[Source data]
= = = = =

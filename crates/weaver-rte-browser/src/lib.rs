//! Browser DOM layer for the weaver rich-text editor.
//!
//! This crate implements the `weaver-rte-core` host traits over the page's
//! native editing commands and wires a core `Editor` to live DOM events. It
//! assumes a `wasm32-unknown-unknown` target environment.
//!
//! # Architecture
//!
//! - `scaffold`: builds and removes the editor's DOM around a host element
//! - `host`: `execCommand` / Selection API implementation of `EditorHost`
//! - `views`: view, field, status and button adapters over scaffold elements
//! - `editor`: `BrowserEditor`, the attached editor and its event listeners
//! - `events`: keyboard event extraction
//! - `formatter`: JS-function formatter and sanitizer hooks
//!
//! # Re-exports
//!
//! This crate re-exports `weaver-rte-core` for convenience, so consumers
//! only need to depend on `weaver-rte-browser`.

// Re-export core crate
pub use weaver_rte_core;
pub use weaver_rte_core::*;

pub mod dom;
pub mod editor;
pub mod error;
pub mod events;
pub mod formatter;
pub mod host;
pub mod scaffold;
pub mod views;

pub use editor::{BrowserController, BrowserEditor, BrowserPlatform};
pub use error::EditorError;
pub use events::key_combo_from_event;
pub use formatter::{GlobalFormatter, JsFormatter, JsSanitizer, escape_html};
pub use host::BrowserHost;
pub use scaffold::{HostElement, Scaffold};
pub use views::{BackingField, RenderedPane, SourcePane, StatusBar, ToolbarButton};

= = = = =

→ **Task objective**: Work through the entries, filtering for the string "This", and copy each line that holds it.

→ **Output of the task**:
//! This crate implements the `weaver-rte-core` host traits over the page's
//! This crate re-exports `weaver-rte-core` for convenience, so consumers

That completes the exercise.